What are we going to do, everything changes.

An old classmate is about to marry a Catholic fanatic;

another one has been at sea for nine months

fishing illegally;

nine months, an entire pregnancy,

maybe he became a person in the womb of the sea,

because he sure didn't in his mother's.

Sometimes a tremendous resignation gets the best of me

because when your solitude colides with mine

it hurts.

This feeling is, how shall I say it,

like realizing that when we turn twenty-one

the girls who were nine years old when we were thirteen

are now seventeen.

Realizing at the end of the night, violently and suddenly,

that that guilt-ridden dawn and those tender breasts

we never would have guessed could turn out to be so

will never be our own.

I don't know if it makes much sense when I explain it like this.

We realize this and that,

that we've already gulped down the last cups of our naivete.

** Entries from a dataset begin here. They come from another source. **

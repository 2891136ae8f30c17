/*!
The receiver task: one per accepted connection.

It owns the whole client lifecycle. A connection is first `Handshaking`
(prompt sent, waiting for a display name), then `Active` (registered, with
its own sender task, reading and broadcasting), then `Draining`
(deregistered, leave notice sent, close sentinel queued) and finally
`Closed`. A sender that cannot flush within the drain timeout is aborted,
which closes the socket. A failed handshake goes straight to `Closed`
without ever touching the registry.
*/
use std::{net::SocketAddr, sync::Arc, time::Duration};

use tokio::{
    io::{AsyncRead, AsyncReadExt, AsyncWrite, AsyncWriteExt},
    net::TcpStream,
    time::timeout,
};
use tokio_util::sync::CancellationToken;
use tracing::{debug, info, warn};

use crate::{
    config::{DEFAULT_NAME, HANDSHAKE_CHUNK_SIZE, READ_CHUNK_SIZE, ServerConfig},
    error::{Error, Result},
    queue::outbound_queue,
    registry::{ClientId, ClientRecord, ClientRegistry},
    sender::run_sender,
};

pub const WELCOME_PROMPT: &str = "Welcome to the chat. Enter your name: ";

pub fn join_notice(name: &str) -> String {
    format!("{} joined the chat.\n", name)
}

pub fn leave_notice(name: &str) -> String {
    format!("{} left the chat.\n", name)
}

/// Why an active client stopped reading.
#[derive(Debug, Clone, Copy, PartialEq, Eq)]
enum Departure {
    PeerClosed,
    ReadFailed,
    Shutdown,
}

/// Turns the first inbound payload into a display name.
pub fn display_name(payload: &[u8]) -> String {
    let name = String::from_utf8_lossy(payload);
    let name = name.trim();
    if name.is_empty() {
        DEFAULT_NAME.to_string()
    } else {
        name.to_string()
    }
}

/// Formats one inbound chunk as `"<name>: <text>"`, always newline-terminated.
pub fn chat_line(name: &str, payload: &[u8]) -> String {
    let text = String::from_utf8_lossy(payload);
    let mut line = format!("{}: {}", name, text);
    if !line.ends_with('\n') {
        line.push('\n');
    }
    line
}

async fn exchange_name<R, W>(reader: &mut R, writer: &mut W) -> Result<String>
where
    R: AsyncRead + Unpin,
    W: AsyncWrite + Unpin,
{
    writer.write_all(WELCOME_PROMPT.as_bytes()).await?;

    let mut buf = [0u8; HANDSHAKE_CHUNK_SIZE];
    match reader.read(&mut buf).await? {
        0 => Err(Error::HandshakeClosed),
        n => Ok(display_name(&buf[..n])),
    }
}

/// Sends the prompt and waits for the name, bounded by `limit` and by
/// `cancel`.
pub async fn handshake<R, W>(
    reader: &mut R,
    writer: &mut W,
    limit: Duration,
    cancel: &CancellationToken,
) -> Result<String>
where
    R: AsyncRead + Unpin,
    W: AsyncWrite + Unpin,
{
    tokio::select! {
        _ = cancel.cancelled() => Err(Error::HandshakeClosed),
        res = timeout(limit, exchange_name(reader, writer)) => {
            res.unwrap_or(Err(Error::HandshakeTimeout))
        }
    }
}

/// Runs one connection from accept to close. Never returns an error: every
/// fault ends this client only.
pub async fn run_session(
    stream: TcpStream,
    peer: SocketAddr,
    registry: Arc<ClientRegistry>,
    config: Arc<ServerConfig>,
    cancel: CancellationToken,
) {
    let id = ClientId::allocate();
    let (mut reader, mut writer) = stream.into_split();

    let limit = config.handshake_timeout();
    let name = match handshake(&mut reader, &mut writer, limit, &cancel).await {
        Ok(name) => name,
        Err(e) => {
            info!(client = %id, peer = %peer, "handshake failed: {}", e);
            return;
        }
    };

    let (queue, outbound) = outbound_queue();
    registry.register(
        id,
        ClientRecord {
            name: name.clone(),
            queue: queue.clone(),
            peer,
            closer: cancel.clone(),
        },
    );

    let mut sender = tokio::spawn(run_sender(id, writer, outbound, config.write_timeout()));

    info!(client = %id, peer = %peer, name = %name, "client joined");
    registry.broadcast(join_notice(&name), Some(id));

    let mut buf = vec![0u8; READ_CHUNK_SIZE];
    let departure = loop {
        tokio::select! {
            biased;
            _ = cancel.cancelled() => break Departure::Shutdown,
            res = reader.read(&mut buf) => match res {
                Ok(0) => break Departure::PeerClosed,
                Ok(n) => {
                    registry.broadcast(chat_line(&name, &buf[..n]), Some(id));
                }
                Err(e) => {
                    warn!(client = %id, "read failed: {}", e);
                    break Departure::ReadFailed;
                }
            }
        }
    };

    // Draining.
    let left = registry.deregister(id).map(|record| record.name).unwrap_or(name);
    info!(client = %id, peer = %peer, name = %left, ?departure, "client left");

    // On shutdown every queue is being closed; a leave notice would only
    // race the close sentinels.
    if departure != Departure::Shutdown {
        registry.broadcast(leave_notice(&left), Some(id));
    }

    queue.close();
    drop(reader);

    match timeout(config.drain_timeout(), &mut sender).await {
        Ok(Ok(exit)) => debug!(client = %id, ?exit, "sender joined"),
        Ok(Err(e)) => warn!(client = %id, "sender task failed: {}", e),
        Err(_) => {
            // Dropping the write half with the read half already gone closes
            // the socket, whatever is still queued or in flight.
            sender.abort();
            let _ = sender.await;
            warn!(
                client = %id,
                "sender still draining after {:?}, connection force-closed",
                config.drain_timeout()
            );
        }
    }
}
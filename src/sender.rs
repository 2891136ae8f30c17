/*!
The per-client sender task: the only writer of a client's socket.
*/
use std::time::Duration;

use tokio::{
    io::{AsyncWrite, AsyncWriteExt},
    time::timeout,
};
use tracing::{debug, warn};

use crate::{
    queue::{Outbound, OutboundReceiver},
    registry::ClientId,
};

/// Why a sender task stopped.
#[derive(Debug, Clone, Copy, PartialEq, Eq)]
pub enum SenderExit {
    /// Pulled the close sentinel and half-closed the socket.
    Closed,
    /// A write failed or timed out.
    WriteFailed,
}

/// Drains `queue` into `writer` until the close sentinel arrives or a write
/// fails. The registry is never touched from here; the owning receiver task
/// is the only one that deregisters.
pub async fn run_sender<W>(
    id: ClientId,
    mut writer: W,
    queue: OutboundReceiver,
    write_timeout: Duration,
) -> SenderExit
where
    W: AsyncWrite + Unpin,
{
    loop {
        let payload = match queue.pull().await {
            Outbound::Payload(payload) => payload,
            Outbound::Close => break,
        };

        match timeout(write_timeout, writer.write_all(&payload)).await {
            Ok(Ok(())) => {}
            Ok(Err(e)) => {
                warn!(client = %id, "write failed, stopping sender: {}", e);
                return SenderExit::WriteFailed;
            }
            Err(_) => {
                warn!(client = %id, "write timed out after {:?}, stopping sender", write_timeout);
                return SenderExit::WriteFailed;
            }
        }
    }

    if let Err(e) = writer.shutdown().await {
        debug!(client = %id, "shutdown after close sentinel: {}", e);
    }

    debug!(client = %id, "sender finished");
    SenderExit::Closed
}
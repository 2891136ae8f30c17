use chat_relay::{ChatServer, ServerConfig, run_chat_server, session::WELCOME_PROMPT};
use std::{net::SocketAddr, time::Duration};
use tokio::{
    io::{AsyncReadExt, AsyncWriteExt},
    net::{TcpListener, TcpStream},
    time::{sleep, timeout},
};

async fn start_server() -> SocketAddr {
    let listener = TcpListener::bind("127.0.0.1:0").await.unwrap();
    let addr = listener.local_addr().unwrap();

    tokio::spawn(async move {
        run_chat_server(listener).await;
    });

    sleep(Duration::from_millis(100)).await;
    addr
}

async fn read_prompt(stream: &mut TcpStream) {
    let mut prompt = vec![0u8; WELCOME_PROMPT.len()];
    timeout(Duration::from_secs(1), stream.read_exact(&mut prompt))
        .await
        .unwrap()
        .unwrap();
    assert_eq!(prompt, WELCOME_PROMPT.as_bytes());
}

async fn join(addr: SocketAddr, name: &str) -> TcpStream {
    let mut stream = TcpStream::connect(addr).await.unwrap();
    read_prompt(&mut stream).await;
    stream.write_all(name.as_bytes()).await.unwrap();
    sleep(Duration::from_millis(100)).await;
    stream
}

async fn expect(stream: &mut TcpStream, expected: &str) {
    let mut buffer = vec![0u8; expected.len()];
    timeout(Duration::from_secs(1), stream.read_exact(&mut buffer))
        .await
        .expect("timed out waiting for message")
        .unwrap();
    assert_eq!(String::from_utf8_lossy(&buffer), expected);
}

async fn expect_silence(stream: &mut TcpStream) {
    let mut buffer = [0u8; 256];
    let result = timeout(Duration::from_millis(300), stream.read(&mut buffer)).await;
    assert!(result.is_err(), "unexpected data: {:?}", result);
}

#[tokio::test]
async fn test_server_accepts_connections() {
    let addr = start_server().await;

    let mut stream = TcpStream::connect(addr).await.unwrap();
    read_prompt(&mut stream).await;
}

#[tokio::test]
async fn test_message_broadcast() {
    let addr = start_server().await;

    let mut ana = join(addr, "Ana").await;
    let mut leo = join(addr, "Leo").await;
    expect(&mut ana, "Leo joined the chat.\n").await;

    ana.write_all(b"hola\n").await.unwrap();

    expect(&mut leo, "Ana: hola\n").await;
    expect_silence(&mut ana).await;
}

#[tokio::test]
async fn test_sender_does_not_receive_own_message() {
    let addr = start_server().await;

    let mut client = join(addr, "Solo").await;
    client.write_all(b"Self message\n").await.unwrap();

    expect_silence(&mut client).await;
}

#[tokio::test]
async fn test_multiple_clients_receive_messages() {
    let addr = start_server().await;

    let mut sender = join(addr, "Sender").await;
    let mut receiver1 = join(addr, "R1").await;
    let mut receiver2 = join(addr, "R2").await;
    expect(&mut sender, "R1 joined the chat.\n").await;
    expect(&mut sender, "R2 joined the chat.\n").await;
    expect(&mut receiver1, "R2 joined the chat.\n").await;

    sender.write_all(b"Broadcast message\n").await.unwrap();

    expect(&mut receiver1, "Sender: Broadcast message\n").await;
    expect(&mut receiver2, "Sender: Broadcast message\n").await;
    expect_silence(&mut sender).await;
}

#[tokio::test]
async fn test_chunk_without_newline_is_terminated() {
    let addr = start_server().await;

    let mut ana = join(addr, "Ana").await;
    let mut leo = join(addr, "Leo").await;
    expect(&mut ana, "Leo joined the chat.\n").await;

    leo.write_all(b"no newline").await.unwrap();
    expect(&mut ana, "Leo: no newline\n").await;
}

#[tokio::test]
async fn test_invalid_utf8_is_replaced() {
    let addr = start_server().await;

    let mut ana = join(addr, "Ana").await;
    let mut leo = join(addr, "Leo").await;
    expect(&mut ana, "Leo joined the chat.\n").await;

    ana.write_all(b"\xffok\n").await.unwrap();
    expect(&mut leo, "Ana: \u{FFFD}ok\n").await;
}

#[tokio::test]
async fn test_name_is_trimmed() {
    let addr = start_server().await;

    let mut ana = join(addr, "Ana").await;
    let _leo = join(addr, "  Leo \r\n").await;

    expect(&mut ana, "Leo joined the chat.\n").await;
}

#[tokio::test]
async fn test_abrupt_disconnect_sends_one_leave_notice() {
    let addr = start_server().await;

    let ana = join(addr, "Ana").await;
    let mut leo = join(addr, "Leo").await;

    // Zero linger turns the close into a reset.
    ana.set_linger(Some(Duration::ZERO)).unwrap();
    drop(ana);

    expect(&mut leo, "Ana left the chat.\n").await;
    expect_silence(&mut leo).await;
}

#[tokio::test]
async fn test_orderly_disconnect_sends_leave_notice() {
    let addr = start_server().await;

    let mut ana = join(addr, "Ana").await;
    let mut leo = join(addr, "Leo").await;
    expect(&mut ana, "Leo joined the chat.\n").await;

    leo.shutdown().await.unwrap();

    expect(&mut ana, "Leo left the chat.\n").await;
    expect_silence(&mut ana).await;
}

#[tokio::test]
async fn test_empty_name_gets_default_and_stays_active() {
    let listener = TcpListener::bind("127.0.0.1:0").await.unwrap();
    let addr = listener.local_addr().unwrap();
    let server = ChatServer::from_listener(listener, ServerConfig::default());
    let registry = server.registry();
    tokio::spawn(server.run());

    let mut anon = join(addr, "   \n").await;
    let names: Vec<String> = registry.snapshot().into_iter().map(|(_, r)| r.name).collect();
    assert_eq!(names, vec!["Anon".to_string()]);

    let mut leo = join(addr, "Leo").await;
    expect(&mut anon, "Leo joined the chat.\n").await;

    anon.write_all(b"hi\n").await.unwrap();
    expect(&mut leo, "Anon: hi\n").await;

    leo.write_all(b"hello\n").await.unwrap();
    expect(&mut anon, "Leo: hello\n").await;
}

#[tokio::test]
async fn test_handshake_timeout_never_registers() {
    let listener = TcpListener::bind("127.0.0.1:0").await.unwrap();
    let addr = listener.local_addr().unwrap();
    let config = ServerConfig {
        handshake_timeout_ms: 200,
        ..ServerConfig::default()
    };
    let server = ChatServer::from_listener(listener, config);
    let registry = server.registry();
    tokio::spawn(server.run());

    let mut leo = join(addr, "Leo").await;

    let mut silent = TcpStream::connect(addr).await.unwrap();
    read_prompt(&mut silent).await;

    let mut buffer = [0u8; 64];
    let read = timeout(Duration::from_secs(2), silent.read(&mut buffer))
        .await
        .unwrap()
        .unwrap_or(0);
    assert_eq!(read, 0, "server should close an unnamed connection");

    assert_eq!(registry.len(), 1);
    expect_silence(&mut leo).await;
}

#[tokio::test]
async fn test_close_during_handshake_is_silent() {
    let addr = start_server().await;

    let mut leo = join(addr, "Leo").await;

    {
        let mut stranger = TcpStream::connect(addr).await.unwrap();
        read_prompt(&mut stranger).await;
    }

    expect_silence(&mut leo).await;

    let mut ana = join(addr, "Ana").await;
    expect(&mut leo, "Ana joined the chat.\n").await;
    ana.write_all(b"still here\n").await.unwrap();
    expect(&mut leo, "Ana: still here\n").await;
}

#[tokio::test]
async fn test_messages_from_one_sender_keep_order() {
    let addr = start_server().await;

    let mut sender = join(addr, "S").await;
    let mut receiver = join(addr, "R").await;
    expect(&mut sender, "R joined the chat.\n").await;

    let message_count = 200;
    for i in 0..message_count {
        sender.write_all(format!("{:04}\n", i).as_bytes()).await.unwrap();
    }

    // Several lines may share one relayed chunk, so only the "S: " prefix
    // position varies; the numbers must arrive in order.
    let last = format!("{:04}\n", message_count - 1);
    let mut received = String::new();
    let mut buffer = [0u8; 4096];
    while !received.ends_with(&last) {
        let n = timeout(Duration::from_secs(5), receiver.read(&mut buffer))
            .await
            .expect("timed out waiting for messages")
            .unwrap();
        assert!(n > 0, "connection closed early");
        received.push_str(&String::from_utf8_lossy(&buffer[..n]));
    }

    let numbers: Vec<u32> = received
        .lines()
        .map(|line| line.trim_start_matches("S: ").parse().unwrap())
        .collect();
    assert_eq!(numbers, (0..message_count).collect::<Vec<u32>>());
}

That we lose our greatest happiness due to the smallest errors:

That's why the tiniest errors are the most painful.

The big errors aren't so bad.

We can cuddle up and live inside them

or wander around them.

What can you do, however,

with an error no larger than a bug's wing?

Laughter is the only therapy

in the face of things that have worried us.

Yet not even that is enough.

Just like it is not enough to cover mirrors with sheets

in order to become invisible. That, above all.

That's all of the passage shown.